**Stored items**
◇ ◇ ◇

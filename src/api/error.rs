use axum::http::StatusCode;
use axum::response::{IntoResponse, Response};
use axum::Json;
use serde_json::json;
use tracing::error;

use crate::domain::TradeOpsError;

/// Result alias for handlers.
pub type ApiResult<T> = std::result::Result<T, ApiError>;

/// Wrapper turning the domain error taxonomy into HTTP responses.
#[derive(Debug)]
pub struct ApiError(pub TradeOpsError);

impl From<TradeOpsError> for ApiError {
    fn from(err: TradeOpsError) -> Self {
        Self(err)
    }
}

impl From<serde_json::Error> for ApiError {
    fn from(err: serde_json::Error) -> Self {
        Self(TradeOpsError::from(err))
    }
}

impl IntoResponse for ApiError {
    fn into_response(self) -> Response {
        let (status, code) = match &self.0 {
            TradeOpsError::Validation(_) | TradeOpsError::MalformedRecord(_) => {
                (StatusCode::BAD_REQUEST, "validation_error")
            }
            TradeOpsError::NotFound(_) => (StatusCode::NOT_FOUND, "not_found"),
            TradeOpsError::BudgetExhausted { .. } => {
                (StatusCode::TOO_MANY_REQUESTS, "budget_exhausted")
            }
            TradeOpsError::Config(_) => (StatusCode::SERVICE_UNAVAILABLE, "not_configured"),
            TradeOpsError::UpstreamApi { .. }
            | TradeOpsError::TokenRefreshFailed { .. }
            | TradeOpsError::Http(_) => (StatusCode::BAD_GATEWAY, "upstream_error"),
            TradeOpsError::Serialization(_) => (StatusCode::INTERNAL_SERVER_ERROR, "internal"),
        };

        if status.is_server_error() {
            error!(error = %self.0, "Request failed");
        }

        let body = json!({
            "error": code,
            "message": self.0.to_string(),
        });
        (status, Json(body)).into_response()
    }
}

◇ ◇ ◇

Set down again, word for word, the stretch of records from the line with "use axum::Json;" to the line with "fn into_response(self) ->", both of those lines included.

use axum::Json;
use serde_json::json;
use tracing::error;

use crate::domain::TradeOpsError;

/// Result alias for handlers.
pub type ApiResult<T> = std::result::Result<T, ApiError>;

/// Wrapper turning the domain error taxonomy into HTTP responses.
#[derive(Debug)]
pub struct ApiError(pub TradeOpsError);

impl From<TradeOpsError> for ApiError {
    fn from(err: TradeOpsError) -> Self {
        Self(err)
    }
}

impl From<serde_json::Error> for ApiError {
    fn from(err: serde_json::Error) -> Self {
        Self(TradeOpsError::from(err))
    }
}

impl IntoResponse for ApiError {
    fn into_response(self) -> Response {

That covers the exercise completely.